To measure fashion industry’s performance during the COVID-19 crisis, McKinsey & Company and The Business of Fashion surveyed around 100 experts and senior executives, and around a million consumers from around the world. ‘The State of Fashion 2021’ survey forecasts short- to mid-term economic impact of the pandemic on the industry. The sector’s shakeout may prove to be tough for the industry and wipe out some of the biggest names.
Fashion revenues decline by 34 per cent
Over 40 per cent of European consumers curtailed their expenses on clothes this year due to financial and general concerns, the report says. Today, their fashion expenditure is largely influenced by product quality, practicality, comfort and value for money. Consumers are being less influenced by the style and more by comfort. McKinsey’s European consumer survey indicates, sales in basic and casual-wear categories have reached pre-crisis levels while sale of formalwear and special occasion clothing have dipped to 25 per cent of last year.
Fashion revenues from April-June 2020 declined 34 per cent from the corresponding period last year. The industry is likely to lose further this year with fashion companies in Europe and the US including Neiman Marcus, Debenhams being forced to file for bankruptcy and their operations may be restricted to certain locations only.
Industry disruption may continue in 2021 and the global fashion market may recover by 2021, industry leaders need to take bold decisions regarding their channel strategies, geographic expansion, inventory planning and securing supply chains.
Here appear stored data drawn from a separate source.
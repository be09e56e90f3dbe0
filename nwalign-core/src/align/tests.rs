use super::{
    align_pairs, AlignOptions, Aligner, EditOp, EndSpaceFree, FormatType, MatrixType,
    PackedScoreMatrix, ScoreMatrix, ScoringPolicy, Strategy as AlignStrategy, Transcript,
    DEFAULT_LINE_WIDTH,
};
use crate::error::NwError;
use proptest::prelude::*;

const AMINO: &[u8] = b"ACDEFGHIKLMNPQRSTVWY";

fn init_logger() {
    let _ = env_logger::builder().is_test(true).try_init();
}

fn dna(len: std::ops::Range<usize>) -> impl Strategy<Value = Vec<u8>> {
    prop::collection::vec(
        prop_oneof![Just(b'A'), Just(b'C'), Just(b'G'), Just(b'T')],
        len,
    )
}

fn protein(len: std::ops::Range<usize>) -> impl Strategy<Value = Vec<u8>> {
    prop::collection::vec(prop::sample::select(AMINO), len)
}

fn scoring() -> impl Strategy<Value = ScoringPolicy> {
    (1i32..4, -4i32..=-1, -8i32..=0, -4i32..=0)
        .prop_map(|(m, x, o, e)| ScoringPolicy::new(m, x, o, e))
}

fn end_space() -> impl Strategy<Value = EndSpaceFree> {
    any::<[bool; 4]>().prop_map(|f| EndSpaceFree::new(f[0], f[1], f[2], f[3]))
}

fn aligner<'a>(
    a: &'a [u8],
    b: &'a [u8],
    matrix: MatrixType,
    strategy: AlignStrategy,
    policy: ScoringPolicy,
    esf: EndSpaceFree,
) -> Aligner<'a> {
    let mut al = Aligner::new(a, b, matrix, strategy).unwrap();
    al.set_policy(policy);
    al.set_end_space_free(esf);
    al
}

/// Every alignment of `a` against `b`, labelled by residue identity.
fn all_transcripts(a: &[u8], b: &[u8]) -> Vec<Transcript> {
    fn walk(
        a: &[u8],
        b: &[u8],
        i: usize,
        j: usize,
        cur: &mut Vec<EditOp>,
        out: &mut Vec<Transcript>,
    ) {
        if i == a.len() && j == b.len() {
            out.push(Transcript::new(cur.clone()));
            return;
        }
        if i < a.len() && j < b.len() {
            cur.push(if a[i] == b[j] {
                EditOp::Match
            } else {
                EditOp::Replace
            });
            walk(a, b, i + 1, j + 1, cur, out);
            cur.pop();
        }
        if j < b.len() {
            cur.push(EditOp::Insert);
            walk(a, b, i, j + 1, cur, out);
            cur.pop();
        }
        if i < a.len() {
            cur.push(EditOp::Delete);
            walk(a, b, i + 1, j, cur, out);
            cur.pop();
        }
    }
    let mut out = Vec::new();
    walk(a, b, 0, 0, &mut Vec::new(), &mut out);
    out
}

#[test]
fn known_answer_internal_deletion() {
    init_logger();
    for strategy in [AlignStrategy::Quadratic, AlignStrategy::LinearSpace] {
        let mut al = Aligner::new(b"AGCT", b"AGT", MatrixType::Nucleotide, strategy).unwrap();
        assert_eq!(al.run().unwrap(), -2);
        assert_eq!(al.transcript_string().unwrap(), "MMDM");
        let (r1, r2) = al.gapped_sequences().unwrap();
        assert_eq!(r1.as_bytes(), b"AGCT");
        assert_eq!(r2.as_bytes(), b"AG-T");
        assert_eq!(al.cigar().unwrap().to_string(), "2M1D1M");
    }
}

#[test]
fn known_answer_identical() {
    let mut al = Aligner::nw(b"ACGTACGT", b"ACGTACGT", MatrixType::Nucleotide).unwrap();
    assert_eq!(al.run().unwrap(), 8);
    assert_eq!(al.transcript_string().unwrap(), "MMMMMMMM");
    let text = al.format(FormatType::Text, DEFAULT_LINE_WIDTH).unwrap();
    assert_eq!(text, "ACGTACGT\n||||||||\nACGTACGT\n");
    assert!(!text.contains('-'));
}

#[test]
fn invalid_residue_rejected_at_construction() {
    let err = Aligner::nw(b"AGXZ", b"AGT", MatrixType::Nucleotide).unwrap_err();
    assert_eq!(
        err,
        NwError::InvalidSequence {
            seq: 1,
            ch: 'X',
            pos: 2
        }
    );
    let err = Aligner::mm(b"AGT", b"AGXZ", MatrixType::Nucleotide).unwrap_err();
    assert!(matches!(err, NwError::InvalidSequence { seq: 2, .. }));
}

#[test]
fn both_empty() {
    for strategy in [AlignStrategy::Quadratic, AlignStrategy::LinearSpace] {
        let mut al = Aligner::new(b"", b"", MatrixType::Nucleotide, strategy).unwrap();
        assert_eq!(al.run().unwrap(), 0);
        assert!(al.transcript().unwrap().is_empty());
    }
}

#[test]
fn one_side_empty_is_one_gap() {
    let mut al = Aligner::nw(b"ACGT", b"", MatrixType::Nucleotide).unwrap();
    assert_eq!(al.run().unwrap(), -5 + 3 * -2);
    assert_eq!(al.transcript_string().unwrap(), "DDDD");

    let mut al = Aligner::mm(b"", b"ACG", MatrixType::Nucleotide).unwrap();
    assert_eq!(al.run().unwrap(), -5 + 2 * -2);
    assert_eq!(al.transcript_string().unwrap(), "III");

    al.set_end_space_free(EndSpaceFree::new(true, false, false, false));
    assert_eq!(al.run().unwrap(), 0);
}

#[test]
fn outputs_require_a_run() {
    let mut al = Aligner::nw(b"ACGT", b"ACG", MatrixType::Nucleotide).unwrap();
    assert_eq!(al.score(), Err(NwError::NotRun));
    assert_eq!(al.transcript_string(), Err(NwError::NotRun));
    assert_eq!(al.format(FormatType::Text, 10), Err(NwError::NotRun));
    al.run().unwrap();
    assert!(al.score().is_ok());
    // any setter invalidates the result
    al.set_gap_open(-6);
    assert_eq!(al.cigar(), Err(NwError::NotRun));
}

#[test]
fn failed_run_leaves_no_result() {
    let mut al = Aligner::nw(b"ACGT", b"ACG", MatrixType::Nucleotide).unwrap();
    al.run().unwrap();
    al.set_policy(ScoringPolicy::new(1, -3, 5, -2));
    assert!(matches!(al.run(), Err(NwError::BadParameter { .. })));
    assert_eq!(al.transcript(), Err(NwError::NotRun));
}

#[test]
fn quadratic_refuses_oversized_matrix() {
    init_logger();
    let a = vec![b'A'; 200];
    let b = vec![b'C'; 100];
    let limit = AlignOptions::default().with_max_cells(10_000);

    let mut nw = Aligner::nw(&a, &b, MatrixType::Nucleotide).unwrap();
    nw.set_options(limit);
    assert_eq!(
        nw.run(),
        Err(NwError::ResourceLimit {
            cells: 20_000,
            limit: 10_000
        })
    );

    let mut mm = Aligner::mm(&a, &b, MatrixType::Nucleotide).unwrap();
    mm.set_options(limit);
    assert!(mm.run().is_ok());
}

#[test]
fn score_overflow_detected() {
    let mut al = Aligner::nw(b"AAA", b"AAA", MatrixType::Nucleotide).unwrap();
    al.set_match_score(i32::MAX / 2);
    assert!(matches!(al.run(), Err(NwError::ScoreOverflow { .. })));
}

#[test]
fn set_sequences_revalidates() {
    let mut al = Aligner::mm(b"ACGT", b"ACGT", MatrixType::Nucleotide).unwrap();
    assert_eq!(al.run().unwrap(), 4);
    al.set_sequences(b"AGCT", b"AGT").unwrap();
    assert_eq!(al.run().unwrap(), -2);
    let err = al.set_sequences(b"ACGT", b"AC-T").unwrap_err();
    assert!(matches!(err, NwError::InvalidSequence { seq: 2, pos: 2, .. }));
    assert_eq!(al.seq2(), b"AGT");
}

#[test]
fn mismatch_setter_rebuilds_table() {
    let mut al = Aligner::nw(b"AC", b"AG", MatrixType::Nucleotide).unwrap();
    assert_eq!(al.run().unwrap(), 1 - 3);
    al.set_mismatch_score(-1);
    assert_eq!(al.run().unwrap(), 0);
    assert_eq!(al.transcript_string().unwrap(), "MR");
}

#[test]
fn gap_opens_directly_after_opposite_gap() {
    // A replace at -30 loses to an Insert followed at once by a Delete.
    let policy = ScoringPolicy::new(1, -30, -1, -1);
    for strategy in [AlignStrategy::Quadratic, AlignStrategy::LinearSpace] {
        let mut al = aligner(
            b"AC",
            b"AG",
            MatrixType::Nucleotide,
            strategy,
            policy,
            EndSpaceFree::default(),
        );
        assert_eq!(al.run().unwrap(), -1);
        assert_eq!(al.transcript_string().unwrap(), "MID");
        let t = al.transcript().unwrap();
        assert_eq!(t.stats().gap_opens, 2);
        let rescored = t
            .score(b"AC", b"AG", al.matrix(), al.policy(), EndSpaceFree::default())
            .unwrap();
        assert_eq!(rescored, -1);
    }
}

#[test]
fn blosum62_protein_alignment() {
    let a = b"HEAGAWGHEE";
    let b = b"PAWHEAE";
    let mut nw = Aligner::nw(a, b, MatrixType::Blosum62).unwrap();
    let mut mm = Aligner::mm(a, b, MatrixType::Blosum62).unwrap();
    mm.set_options(AlignOptions::default().with_base_case_cells(1));
    let s = nw.run().unwrap();
    assert_eq!(mm.run().unwrap(), s);
    assert_eq!(nw.transcript(), mm.transcript());
    let t = nw.transcript().unwrap();
    let rescored = t
        .score(a, b, nw.matrix(), nw.policy(), EndSpaceFree::default())
        .unwrap();
    assert_eq!(rescored, s);
}

#[test]
fn packed_matrix_drives_scores() {
    // two-letter alphabet, X pairs with Y at +2
    let packed = PackedScoreMatrix::new(b"XY", vec![1, 2, 2, 1], -9).unwrap();
    let mut al = Aligner::nw(b"XX", b"YY", MatrixType::Packed(packed.clone())).unwrap();
    assert_eq!(al.run().unwrap(), 4);
    assert_eq!(al.transcript_string().unwrap(), "RR");
    let err = Aligner::nw(b"XA", b"YY", MatrixType::Packed(packed)).unwrap_err();
    assert!(matches!(err, NwError::InvalidSequence { ch: 'A', .. }));
}

#[test]
fn fasta_output() {
    let mut al = Aligner::nw(b"AGCT", b"AGT", MatrixType::Nucleotide).unwrap();
    al.run().unwrap();
    assert_eq!(
        al.format(FormatType::Fasta, DEFAULT_LINE_WIDTH).unwrap(),
        ">seq1\nAGCT\n>seq2\nAG-T\n"
    );
    assert!(matches!(
        al.format(FormatType::Text, 0),
        Err(NwError::BadParameter { .. })
    ));
}

#[test]
fn batch_alignment_reports_each_pair() {
    init_logger();
    let pairs: Vec<(&[u8], &[u8])> = vec![
        (&b"AGCT"[..], &b"AGT"[..]),
        (&b"ACGTACGT"[..], &b"ACGTACGT"[..]),
        (&b"AGXZ"[..], &b"A"[..]),
    ];
    let results = align_pairs(
        &pairs,
        MatrixType::Nucleotide,
        AlignStrategy::LinearSpace,
        &ScoringPolicy::default(),
    );
    assert_eq!(results.len(), 3);
    assert_eq!(results[0].as_ref().unwrap().score, -2);
    assert_eq!(results[0].as_ref().unwrap().transcript.to_string(), "MMDM");
    assert_eq!(results[1].as_ref().unwrap().score, 8);
    assert!(matches!(results[2], Err(NwError::InvalidSequence { .. })));
}

#[test]
fn long_tied_runs_agree() {
    // Homopolymers produce many co-optimal paths at every split.
    let a = vec![b'A'; 300];
    let b = vec![b'A'; 170];
    let mut nw = Aligner::nw(&a, &b, MatrixType::Nucleotide).unwrap();
    let mut mm = Aligner::mm(&a, &b, MatrixType::Nucleotide).unwrap();
    mm.set_options(AlignOptions::default().with_base_case_cells(16));
    assert_eq!(nw.run(), mm.run());
    assert_eq!(nw.transcript(), mm.transcript());
}

proptest! {
    #[test]
    fn linear_space_matches_quadratic(
        a in dna(0..40),
        b in dna(0..40),
        policy in scoring(),
        esf in end_space(),
        base in 1usize..64,
        parallel in any::<bool>(),
    ) {
        let mut nw = aligner(&a, &b, MatrixType::Nucleotide, AlignStrategy::Quadratic, policy, esf);
        let mut mm = aligner(&a, &b, MatrixType::Nucleotide, AlignStrategy::LinearSpace, policy, esf);
        mm.set_options(
            AlignOptions::default()
                .with_base_case_cells(base)
                .with_parallel(parallel),
        );
        prop_assert_eq!(nw.run().unwrap(), mm.run().unwrap());
        prop_assert_eq!(nw.transcript_string().unwrap(), mm.transcript_string().unwrap());
    }
}

proptest! {
    #[test]
    fn linear_space_matches_quadratic_protein(
        a in protein(1..30),
        b in protein(1..30),
        esf in end_space(),
        base in 1usize..32,
    ) {
        let policy = ScoringPolicy::protein();
        let mut nw = aligner(&a, &b, MatrixType::Blosum62, AlignStrategy::Quadratic, policy, esf);
        let mut mm = aligner(&a, &b, MatrixType::Blosum62, AlignStrategy::LinearSpace, policy, esf);
        mm.set_options(AlignOptions::default().with_base_case_cells(base));
        prop_assert_eq!(nw.run().unwrap(), mm.run().unwrap());
        prop_assert_eq!(nw.transcript().unwrap(), mm.transcript().unwrap());
    }
}

proptest! {
    #[test]
    fn rescoring_matches_dp(
        a in dna(0..30),
        b in dna(0..30),
        policy in scoring(),
        esf in end_space(),
        strategy in prop_oneof![Just(AlignStrategy::Quadratic), Just(AlignStrategy::LinearSpace)],
    ) {
        let mut al = aligner(&a, &b, MatrixType::Nucleotide, strategy, policy, esf);
        let score = al.run().unwrap();
        let t = al.transcript().unwrap();
        let rescored = t.score(&a, &b, al.matrix(), al.policy(), esf).unwrap();
        prop_assert_eq!(rescored, score);
    }
}

proptest! {
    #[test]
    fn gapped_rows_round_trip(
        a in dna(0..30),
        b in dna(0..30),
        policy in scoring(),
    ) {
        let esf = EndSpaceFree::default();
        let mut al = aligner(&a, &b, MatrixType::Nucleotide, AlignStrategy::LinearSpace, policy, esf);
        al.run().unwrap();
        let (r1, r2) = al.gapped_sequences().unwrap();
        prop_assert_eq!(r1.len(), r2.len());
        prop_assert_eq!(r1.ungapped(), a.clone());
        prop_assert_eq!(r2.ungapped(), b.clone());
        let text: Transcript = al.transcript_string().unwrap().parse().unwrap();
        prop_assert_eq!(&text, al.transcript().unwrap());
    }
}

proptest! {
    #[test]
    fn score_is_symmetric(
        a in dna(0..30),
        b in dna(0..30),
        policy in scoring(),
        esf in end_space(),
    ) {
        let mut ab = aligner(&a, &b, MatrixType::Nucleotide, AlignStrategy::Quadratic, policy, esf);
        let swapped = esf.swapped();
        let mut ba = aligner(&b, &a, MatrixType::Nucleotide, AlignStrategy::Quadratic, policy, swapped);
        prop_assert_eq!(ab.run().unwrap(), ba.run().unwrap());
    }
}

proptest! {
    #[test]
    fn run_is_idempotent(
        a in dna(1..30),
        b in dna(1..30),
        strategy in prop_oneof![Just(AlignStrategy::Quadratic), Just(AlignStrategy::LinearSpace)],
    ) {
        let mut al = Aligner::new(&a, &b, MatrixType::Nucleotide, strategy).unwrap();
        let first = al.run().unwrap();
        let t1 = al.transcript().unwrap().clone();
        prop_assert_eq!(al.run().unwrap(), first);
        prop_assert_eq!(al.transcript().unwrap(), &t1);
    }
}

proptest! {
    #[test]
    fn dp_score_is_optimal(
        a in dna(0..6),
        b in dna(0..6),
        policy in scoring(),
        esf in end_space(),
    ) {
        let mut al = aligner(&a, &b, MatrixType::Nucleotide, AlignStrategy::Quadratic, policy, esf);
        let score = al.run().unwrap();
        let matrix = ScoreMatrix::nucleotide(policy.match_score, policy.mismatch_score);
        let best = all_transcripts(&a, &b)
            .iter()
            .map(|t| t.score(&a, &b, &matrix, &policy, esf).unwrap())
            .max()
            .unwrap();
        prop_assert_eq!(score, best);
    }
}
A wider gap in pre and post COVID markets
The McKinsey survey of 2,000 executives from across the globe predicts a 12 per cent decline in GDP during the third quarter of this financial year. The survey highlights 16 per cent surge in online fashion sales from January to August 2020. Germany, the UK and Nordic countries were the major drivers of this growth with companies in these countries reporting double- or even triple-digit growth in their online businesses.
Even though growth will eventually slow, the online shopping trend will sustain over the years. An analysis of the fashion scenario by the McKinsey Global Institute in conjunction with Oxford Economics says, global fashion sales may not return to 2019 levels before the third quarter of 2022. The crisis will exacerbate pre-existing trends in the sector creating a wide gap in performance of two markets.
US to lag behind China in luxury sales
Global luxury sector is hugely dependent on the European retail industry. This year, sales in the European luxury sector are predicted to fall by 40 to 50 per cent by the end 2020, with similar drops anticipated in the US. In contrast, luxury sales in China are predicted to increase by 13 per cent in 2020. Shopping events like the Singles Day on November 11, 2020 and Chinese New Year on February 12, 2021 will lead to a spike in online sales. Online marketplaces — such as Tmall and Taobao — will do well with a surge in demand, increased supply, and with retailers moving their excess inventory.
In terms of long-term recovery, US is likely to lag behind China and Europe as demand is unlikely to recover before the second quarter of 2025. The holiday season too is not expected to boost consumer sentiments as corporate parties, charity events and other large gatherings will continue to be either cancelled or move online. Full recovery in the country is not expected before the first quarter of 2023.
Fashion demand will continue to remain subdued in 2021 with only companies making flexible decisions and mirroring consumers’ sentiments in their products emerging as winners from the crisis.